What are the most effective methods for advancing the two goals set above: acquiring quality cards and synergy in draft? How could you reduce the number of players that share your colors around the table? How could you affect the colors of your neighbors? And how can you make sure the different components of synergy are attained? Two major techniques can be applied, which are opposite to each other: Late Choosing or Early Choosing of a color. It's important to note that the word “method” here means “a series of actions aimed to improve the quality of cards in one specific color.” Because you will most probably be playing at least two colors, you can in fact, combine these two techniques (choosing one color early and the second later), and that is indeed done in most cases. We will view this later on (see Draft Strategies).

2.1 Late Choice
Late Choice of a color focuses on deciphering signals a lot more than passing them along. This technique is essentially passive, and gives up on the option of affecting the color division, with the reward being able to acclimatize more quickly to the situation on the draft table. You choose to wait and see where the "wind will go" before you commit for a specific color. The success of this technique is very much based on the strategies of the people to your right. There are two sub-techniques for choosing the less drafted colors on the table. The first is swifter - to decipher the initial signals from your neighbors to the right; the second, is to wait until you get clear messages from the entire table, which could be done no sooner then the middle of the first booster.

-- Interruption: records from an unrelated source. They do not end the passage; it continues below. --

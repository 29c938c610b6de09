/// Normalized notifications for the host event sink
use crate::p2p::protocol::MessageKind;
use crate::p2p::registry::EndpointState;
use serde::{Deserialize, Serialize};
use tokio::sync::broadcast;
use tracing::debug;

/// Real-time events surfaced to the host UI/runtime layer
#[derive(Debug, Clone, Serialize, Deserialize, PartialEq, Eq)]
#[serde(tag = "event", rename_all = "camelCase")]
pub enum HostEvent {
    /// A nearby peer was discovered
    #[serde(rename_all = "camelCase")]
    PeerFound { peer_id: String, display_name: String },

    /// A previously discovered peer went out of range
    #[serde(rename_all = "camelCase")]
    PeerLost { peer_id: String },

    /// An endpoint moved through the connection state machine
    #[serde(rename_all = "camelCase")]
    ConnectionStateChanged {
        peer_id: String,
        display_name: String,
        state: EndpointState,
    },

    /// A message arrived from a connected peer
    #[serde(rename_all = "camelCase")]
    MessageReceived {
        peer_id: String,
        #[serde(rename = "type")]
        kind: MessageKind,
        content: String,
        timestamp: i64,
    },
}

/// Handle the core emits host events through.
///
/// Backed by a broadcast channel so any number of consumers (UI bridge,
/// logger, tests) can subscribe; emitting with no live subscribers is fine.
#[derive(Clone)]
pub struct EventSink {
    tx: broadcast::Sender<HostEvent>,
}

impl EventSink {
    pub fn new(capacity: usize) -> (Self, broadcast::Receiver<HostEvent>) {
        let (tx, rx) = broadcast::channel(capacity);
        (Self { tx }, rx)
    }

    pub fn subscribe(&self) -> broadcast::Receiver<HostEvent> {
        self.tx.subscribe()
    }

    pub fn emit(&self, event: HostEvent) {
        if let Err(e) = self.tx.send(event) {
            debug!("No host event subscribers, dropped {:?}", e.0);
        }
    }
}
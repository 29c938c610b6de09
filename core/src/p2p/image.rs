/// Image payload validation and compression policy
use crate::error::{Result, StarError};
use std::sync::Arc;
use tracing::debug;

/// Maximum compressed image size accepted onto the wire (5MB)
pub const MAX_IMAGE_BYTES: usize = 5 * 1024 * 1024;

/// Lossy re-encode quality (70% quality)
pub const COMPRESSION_QUALITY: u8 = 70;

/// Collaborator that owns pixel decode/re-encode.
///
/// The host platform supplies the real codec; the core only decides quality
/// and enforces the size budget.
pub trait ImageTranscoder: Send + Sync {
    /// Decode `raw` as an image and re-encode it lossily at `quality`
    /// percent. Fails if the input is not a decodable image.
    fn transcode(&self, raw: &[u8], quality: u8) -> Result<Vec<u8>>;
}

/// Enforces the wire size budget around a single transcoder pass
#[derive(Clone)]
pub struct ImagePolicy {
    transcoder: Arc<dyn ImageTranscoder>,
}

impl ImagePolicy {
    pub fn new(transcoder: Arc<dyn ImageTranscoder>) -> Self {
        Self { transcoder }
    }

    /// One compression pass, then the budget check. An oversized result is
    /// rejected, not re-compressed.
    pub fn prepare(&self, raw: &[u8]) -> Result<Vec<u8>> {
        let compressed = self.transcoder.transcode(raw, COMPRESSION_QUALITY)?;
        if compressed.len() > MAX_IMAGE_BYTES {
            return Err(StarError::ImageTooLarge {
                size: compressed.len(),
            });
        }
        debug!(
            "Prepared image payload: {} -> {} bytes",
            raw.len(),
            compressed.len()
        );
        Ok(compressed)
    }
}

/// Passthrough transcoder for hosts whose platform layer already compressed
/// the pixels: verifies the bytes look like a known image format and hands
/// them back unchanged.
pub struct SniffTranscoder;

impl ImageTranscoder for SniffTranscoder {
    fn transcode(&self, raw: &[u8], _quality: u8) -> Result<Vec<u8>> {
        if !is_known_image(raw) {
            return Err(StarError::InvalidImage("Failed to decode image".to_string()));
        }
        Ok(raw.to_vec())
    }
}

fn is_known_image(data: &[u8]) -> bool {
    const JPEG: &[u8] = &[0xFF, 0xD8, 0xFF];
    const PNG: &[u8] = &[0x89, b'P', b'N', b'G'];
    const GIF: &[u8] = b"GIF8";

    data.starts_with(JPEG)
        || data.starts_with(PNG)
        || data.starts_with(GIF)
        || (data.len() >= 12 && &data[0..4] == b"RIFF" && &data[8..12] == b"WEBP")
}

The success of each technique is dependant upon the creation of suitable climate. As will be evident, the second technique is much more demanding in this regard than the first one, and so is too risky to commit to in advance. After all, you would like to know as early as possible the colors that you will play, in order to pass along clear signals, and also for an easier task at creating synergy. This is why, in most cases, waiting for the whole table to choose colors should only be used in case the first technique yielded few results.

First sub-method: Deciphering Neighbors' Signals:

Contributing Conditions:
Your closest neighbors to the right share at least one color, and that usually leave at least one color "free," even if they splash a third color.
The players to your right are experienced, and so are likely to pass along reliable messages (they can evaluate cards correctly and are familiar with the method of passing signals.
The players to your right are using an early color choice method.
The first booster opened by the players to your right consists of cards that enable passing along clear signals.

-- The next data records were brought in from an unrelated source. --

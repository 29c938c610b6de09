/// Fan-out of encoded envelopes to every connected endpoint
use crate::p2p::registry::EndpointRegistry;
use crate::p2p::transport::Transport;
use bytes::Bytes;
use std::sync::Arc;
use tracing::{debug, warn};

/// Per-call result of a broadcast: how many endpoints were attempted and
/// which deliveries the transport rejected.
#[derive(Debug, Default)]
pub struct BroadcastOutcome {
    pub attempted: usize,
    /// (endpoint id, transport error) per failed delivery
    pub failed: Vec<(String, String)>,
}

impl BroadcastOutcome {
    pub fn delivered(&self) -> usize {
        self.attempted - self.failed.len()
    }

    pub fn is_complete(&self) -> bool {
        self.failed.is_empty()
    }
}

/// Sends one logical message independently to every connected endpoint
#[derive(Clone)]
pub struct Broadcaster {
    registry: EndpointRegistry,
    transport: Arc<dyn Transport>,
}

impl Broadcaster {
    pub fn new(registry: EndpointRegistry, transport: Arc<dyn Transport>) -> Self {
        Self { registry, transport }
    }

    /// Deliver `payload` to every id in the Connected Set. Sending to nobody
    /// is a valid no-op; a failure for one endpoint is recorded and never
    /// aborts delivery to the others.
    pub async fn broadcast(&self, payload: Bytes) -> BroadcastOutcome {
        let targets = self.registry.connected_ids().await;
        let mut outcome = BroadcastOutcome {
            attempted: targets.len(),
            failed: Vec::new(),
        };

        if targets.is_empty() {
            debug!("Broadcast with no connected endpoints");
            return outcome;
        }

        for endpoint_id in targets {
            if let Err(e) = self.transport.send_payload(&endpoint_id, payload.clone()) {
                warn!("Failed to deliver payload to {}: {}", endpoint_id, e);
                outcome.failed.push((endpoint_id, e.to_string()));
            }
        }

        debug!(
            "Broadcast complete: {}/{} deliveries accepted",
            outcome.delivered(),
            outcome.attempted
        );
        outcome
    }
}
/// Connection orchestration and the caller-facing command surface
use crate::config::Config;
use crate::error::{Result, StarError};
use crate::events::{EventSink, HostEvent};
use crate::p2p::broadcast::{BroadcastOutcome, Broadcaster};
use crate::p2p::image::{ImagePolicy, ImageTranscoder, SniffTranscoder};
use crate::p2p::protocol::Envelope;
use crate::p2p::registry::{Endpoint, EndpointRegistry, EndpointState};
use crate::p2p::transport::{
    Transport, STATUS_CONNECTION_REJECTED, STATUS_ERROR, STATUS_OK,
};
use base64::{engine::general_purpose, Engine as _};
use std::sync::Arc;
use tokio::sync::broadcast;
use tracing::{debug, info, warn};

/// One local participant in a star-topology session.
///
/// Owns the endpoint registry and bridges transport callbacks to registry
/// transitions and host events. The node plays advertiser and discoverer
/// simultaneously, so either side may initiate a connection.
#[derive(Clone)]
pub struct Node {
    config: Config,
    registry: EndpointRegistry,
    transport: Arc<dyn Transport>,
    broadcaster: Broadcaster,
    image_policy: ImagePolicy,
    events: EventSink,
}

impl Node {
    pub fn new(config: Config, transport: Arc<dyn Transport>, events: EventSink) -> Self {
        let registry = EndpointRegistry::new();
        let broadcaster = Broadcaster::new(registry.clone(), transport.clone());

        info!("Created node '{}'", config.display_name);

        Self {
            config,
            registry,
            transport,
            broadcaster,
            image_policy: ImagePolicy::new(Arc::new(SniffTranscoder)),
            events,
        }
    }

    /// Swap in a host-provided pixel codec
    pub fn with_transcoder(mut self, transcoder: Arc<dyn ImageTranscoder>) -> Self {
        self.image_policy = ImagePolicy::new(transcoder);
        self
    }

    // ─── Command surface ─────────────────────────────────────────────────────

    /// Advertise this node in `room`. Reports accept/reject of the request
    /// itself; connection outcomes arrive via the event stream.
    pub fn start_advertising(&self, room: &str) -> Result<()> {
        info!(
            "Advertising as '{}' in room '{}'",
            self.config.display_name, room
        );
        self.transport.start_advertising(&self.config.display_name, room)
    }

    /// Start discovering peers advertising in `room`
    pub fn start_browsing(&self, room: &str) -> Result<()> {
        info!("Browsing room '{}'", room);
        self.transport.start_discovery(room)
    }

    /// Broadcast a text message to every connected peer
    pub async fn send_message(&self, text: &str) -> Result<BroadcastOutcome> {
        let payload = Envelope::text(text).to_bytes()?;
        Ok(self.broadcaster.broadcast(payload).await)
    }

    /// Compress and broadcast an image. Input is base64, matching the host
    /// bridge convention; the compressed result must fit the wire budget.
    pub async fn send_image(&self, base64_image: &str) -> Result<BroadcastOutcome> {
        let raw = general_purpose::STANDARD
            .decode(base64_image.trim())
            .map_err(|e| StarError::InvalidImage(format!("Invalid base64 input: {}", e)))?;
        let compressed = self.image_policy.prepare(&raw)?;
        let payload = Envelope::image(&compressed).to_bytes()?;
        Ok(self.broadcaster.broadcast(payload).await)
    }

    /// Stop advertising and discovery and forget every endpoint. Idempotent;
    /// this is a full session reset, not a partial teardown.
    pub async fn stop(&self) -> Result<()> {
        if let Err(e) = self.transport.stop_advertising() {
            warn!("Failed to stop advertising: {}", e);
        }
        if let Err(e) = self.transport.stop_discovery() {
            warn!("Failed to stop discovery: {}", e);
        }
        self.registry.clear().await;
        info!("Session stopped, endpoint registry cleared");
        Ok(())
    }

    /// Ids currently eligible for message fan-out
    pub async fn connected_peers(&self) -> Vec<String> {
        self.registry.connected_ids().await
    }

    /// Snapshot of every tracked endpoint
    pub async fn peers(&self) -> Vec<Endpoint> {
        self.registry.all().await
    }

    /// (connected, total) peer counts
    pub async fn status(&self) -> (usize, usize) {
        self.registry.counts().await
    }

    pub fn subscribe(&self) -> broadcast::Receiver<HostEvent> {
        self.events.subscribe()
    }

    // ─── Transport callback surface ──────────────────────────────────────────

    /// Discovery callback. New endpoints get a connection request
    /// immediately (star strategy); duplicates for an endpoint already
    /// negotiating or connected are ignored.
    pub async fn on_endpoint_found(&self, endpoint_id: &str, display_name: &str) {
        let Some(endpoint) = self.registry.insert_discovered(endpoint_id, display_name).await
        else {
            debug!("Duplicate discovery of {}, already tracked", endpoint_id);
            return;
        };

        info!("Discovered endpoint {} ({})", endpoint.id, endpoint.display_name);
        self.events.emit(HostEvent::PeerFound {
            peer_id: endpoint.id.clone(),
            display_name: endpoint.display_name.clone(),
        });

        self.apply_transition(endpoint_id, EndpointState::Connecting).await;
        if let Err(e) = self
            .transport
            .request_connection(&self.config.display_name, endpoint_id)
        {
            warn!("Connection request to {} failed: {}", endpoint_id, e);
            self.apply_transition(endpoint_id, EndpointState::Disconnected).await;
        }
    }

    /// Lost-endpoint callback. Only endpoints still in `Discovered` are
    /// dropped here; the connection lifecycle callbacks own the rest. The
    /// peer-lost event fires unconditionally.
    pub async fn on_endpoint_lost(&self, endpoint_id: &str) {
        if self.registry.remove_if_discovered(endpoint_id).await.is_some() {
            debug!("Removed lost endpoint {}", endpoint_id);
        }
        info!("Lost endpoint {}", endpoint_id);
        self.events.emit(HostEvent::PeerLost {
            peer_id: endpoint_id.to_string(),
        });
    }

    /// Incoming connection request: always accepted. Open sessions are the
    /// deliberate policy, there is no user-mediated approval step. Pass the
    /// endpoint id as `display_name` when the transport has no better label.
    pub async fn on_connection_initiated(&self, endpoint_id: &str, display_name: &str) {
        // Track before accepting: the accept can complete the link and the
        // resulting status callback needs the endpoint to already be
        // Connecting
        if let Some(endpoint) = self.registry.mark_connecting(endpoint_id, display_name).await {
            debug!("Negotiating with {} ({})", endpoint.id, endpoint.display_name);
            self.emit_state(&endpoint);
        }
        if let Err(e) = self.transport.accept_connection(endpoint_id) {
            warn!("Failed to accept connection from {}: {}", endpoint_id, e);
            self.apply_transition(endpoint_id, EndpointState::Disconnected).await;
        }
    }

    /// Connection resolution callback
    pub async fn on_connection_result(&self, endpoint_id: &str, status_code: i32) {
        let next = match status_code {
            STATUS_OK => EndpointState::Connected,
            STATUS_CONNECTION_REJECTED | STATUS_ERROR => EndpointState::Disconnected,
            other => {
                // Unmapped codes keep the endpoint negotiating rather than
                // silently dropping it
                warn!("Unmapped connection status {} for {}", other, endpoint_id);
                EndpointState::Connecting
            }
        };
        self.apply_transition(endpoint_id, next).await;
    }

    /// Transport-level disconnect
    pub async fn on_disconnected(&self, endpoint_id: &str) {
        self.apply_transition(endpoint_id, EndpointState::Disconnected).await;
    }

    /// Inbound payload: validate, classify, surface. Malformed payloads are
    /// logged and dropped without an event.
    pub async fn on_payload_received(&self, endpoint_id: &str, payload: &[u8]) {
        match Envelope::from_bytes(payload) {
            Ok(envelope) => {
                debug!("Received {} message from {}", envelope.kind, endpoint_id);
                self.events.emit(HostEvent::MessageReceived {
                    peer_id: endpoint_id.to_string(),
                    kind: envelope.kind,
                    content: envelope.content,
                    timestamp: envelope.timestamp,
                });
            }
            Err(e) => warn!("Dropping malformed payload from {}: {}", endpoint_id, e),
        }
    }

    // ─── Internals ───────────────────────────────────────────────────────────

    async fn apply_transition(&self, endpoint_id: &str, next: EndpointState) {
        if let Some(endpoint) = self.registry.transition(endpoint_id, next).await {
            info!("Endpoint {} -> {:?}", endpoint.id, endpoint.state);
            self.emit_state(&endpoint);
        }
    }

    fn emit_state(&self, endpoint: &Endpoint) {
        self.events.emit(HostEvent::ConnectionStateChanged {
            peer_id: endpoint.id.clone(),
            display_name: endpoint.display_name.clone(),
            state: endpoint.state,
        });
    }
}
/// Configuration management
use crate::error::{Result, StarError};
use serde::{Deserialize, Serialize};

const DEFAULT_ROOM: &str = "starchat";

/// Node configuration
#[derive(Debug, Clone, Serialize, Deserialize)]
pub struct Config {
    /// Name advertised to remote peers (best-effort, shown in their UI)
    pub display_name: String,

    /// Room (service id) used by the demo binary when none is given per call
    pub room: String,
}

impl Default for Config {
    fn default() -> Self {
        Self {
            display_name: "starchat-node".to_string(),
            room: DEFAULT_ROOM.to_string(),
        }
    }
}

impl Config {
    /// Create config from command line arguments
    pub fn from_args(args: &[String]) -> Result<Self> {
        let mut config = Config::default();

        let mut i = 1;
        while i < args.len() {
            match args[i].as_str() {
                "--room" => {
                    let room = args.get(i + 1).ok_or_else(|| {
                        StarError::Config("--room requires a name argument".to_string())
                    })?;
                    config.room = room.clone();
                    i += 2;
                }
                "--help" | "-h" => {
                    return Err(StarError::Config(format!(
                        "Usage: {} [display-name] [--room <name>]",
                        args.first().map(String::as_str).unwrap_or("starchat")
                    )));
                }
                other if other.starts_with("--") => {
                    return Err(StarError::Config(format!("Unknown flag: {}", other)));
                }
                other => {
                    config.display_name = other.to_string();
                    i += 1;
                }
            }
        }

        // Env override (nice for scripts)
        if let Ok(room) = std::env::var("STARCHAT_ROOM") {
            if !room.is_empty() {
                config.room = room;
            }
        }

        Ok(config)
    }
}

This sub-technique gives a high rate of probability of identifying the colors of the neighbors to the right. The fact that the booster circulation is done clockwise twice is what makes the neighbors to your right more important. In order to find what colors they are not playing, you need to gather intelligence. Every booster you are passed after the one you open provides another important piece of information, which you need to decipher. The longer you postpone your decision, the more information you will receive and the better your chances to find out what colors they are playing. However, this delay has its drawbacks, as we shall soon see. It's important to note that you don't actually need to find out what colors they are playing, but rather what color they are most likely not playing. The essential question is: what is the color that is most likely not picked by the players to the right? The best signals used for this purpose are quality cards. When you are passed a quality card from your neighbor, he knows that you will most likely pick it, and so, he will avoid picking cards of this color in the future so that on the second round (when you are the one passing cards to him) you will not be picking cards of the color he committed to.

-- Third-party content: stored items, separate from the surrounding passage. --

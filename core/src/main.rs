/// StarChat demo - two in-process nodes chatting over the loopback transport
use starchat_core::events::{EventSink, HostEvent};
use starchat_core::p2p::loopback::LoopbackHub;
use starchat_core::p2p::registry::EndpointState;
use starchat_core::{Config, Node};
use std::env;
use std::sync::Arc;
use std::time::Duration;
use tokio::sync::broadcast;
use tokio::time::timeout;
use tracing::info;
use tracing_subscriber::EnvFilter;

#[tokio::main]
async fn main() -> anyhow::Result<()> {
    // Initialize tracing
    tracing_subscriber::fmt()
        .with_env_filter(
            EnvFilter::try_from_default_env().unwrap_or_else(|_| EnvFilter::new("info")),
        )
        .init();

    let args: Vec<String> = env::args().collect();
    let config = Config::from_args(&args)
        .map_err(|e| anyhow::anyhow!("Configuration error: {}", e))?;
    let room = config.room.clone();

    info!("🚀 Starting StarChat loopback demo in room '{}'", room);

    let hub = LoopbackHub::new();
    let (alice, mut alice_events) = spawn_node(&hub, "alice", &config);
    let (bob, mut bob_events) = spawn_node(&hub, "bob", &config);

    // Both sides advertise and browse: star strategy, either may initiate
    alice.start_advertising(&room)?;
    bob.start_advertising(&room)?;
    alice.start_browsing(&room)?;
    bob.start_browsing(&room)?;

    wait_for_connected(&mut alice_events).await?;
    wait_for_connected(&mut bob_events).await?;

    let outcome = alice.send_message("hello from alice").await?;
    info!("alice broadcast accepted for {} peer(s)", outcome.delivered());
    print_next_message(&mut bob_events, "bob").await?;

    let outcome = bob.send_message("hi alice, loud and clear").await?;
    info!("bob broadcast accepted for {} peer(s)", outcome.delivered());
    print_next_message(&mut alice_events, "alice").await?;

    let (connected, total) = alice.status().await;
    info!("alice sees {}/{} tracked peers connected", connected, total);

    alice.stop().await?;
    bob.stop().await?;
    info!("Demo finished");
    Ok(())
}

fn spawn_node(
    hub: &Arc<LoopbackHub>,
    name: &str,
    config: &Config,
) -> (Node, broadcast::Receiver<HostEvent>) {
    let (events, rx) = EventSink::new(64);
    let transport = hub.endpoint();
    let node_config = Config {
        display_name: name.to_string(),
        ..config.clone()
    };
    let node = Node::new(node_config, Arc::new(transport.clone()), events);
    hub.attach(&transport, node.clone());
    (node, rx)
}

async fn wait_for_connected(events: &mut broadcast::Receiver<HostEvent>) -> anyhow::Result<()> {
    loop {
        let event = timeout(Duration::from_secs(5), events.recv()).await??;
        if let HostEvent::ConnectionStateChanged {
            display_name,
            state: EndpointState::Connected,
            ..
        } = event
        {
            info!("Connected to {}", display_name);
            return Ok(());
        }
    }
}

async fn print_next_message(
    events: &mut broadcast::Receiver<HostEvent>,
    who: &str,
) -> anyhow::Result<()> {
    loop {
        let event = timeout(Duration::from_secs(5), events.recv()).await??;
        if let HostEvent::MessageReceived {
            peer_id, content, ..
        } = event
        {
            info!("{} received a message from {}: {}", who, peer_id, content);
            return Ok(());
        }
    }
}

The second sign is the number of other playable cards in that booster. If when playing RRG draft, you are passed Compulsive Research (which is considered to be a quality card) alongside Terraformer and Tattered Drake (which are both playable), you should know that this is a clear signal for you that Blue is clear.

First Pick: no information can be obtained.

Second Pick: If there is a quality card, there is a possibility that closest neighbor is not playing that color. This hypothesis becomes stronger the stronger the card is.

Third Pick: If there is another quality card of the same color as in the second pick, it is almost certain that your first neighbor is not playing that color. Also, it's possible that the second neighbor is not playing that color either. If at this stage, a quality card of a different color shows up, it's best to prefer the new color, because this is a clearer signal (according to the principle that the later in the draft a quality card is passed to you, the better are the chances that its color is underdrafted).

Fourth Pick: Your chances to get quality cards from this stage on are slim. If you do, then follow the above mentioned principle.

Second sub-method: Deciphering Signals from the Table as a Whole

Contributing Conditions:
Unbalanced division of colors on the table (so that there is a color which is underdrafted).

This method does not focus on deciphering the early signals from your neighbors to the right, but rather on the colors less drafted as a whole on the table. The assumption is that, regardless of the seating on the table, choosing an underdrafted color will allow you to obtain a better quality card pool, even if the player to your right shares this color with you. In order for this method to work, it requires that there will actually be an unequal division of colors. Since this situation often does not happen, and since this method requires signals from everyone on the table (and is only relevant at a relative late stage of the first booster), it should be used only if you didn't receive clear signals as to what colors your neighbors to the right did not choose.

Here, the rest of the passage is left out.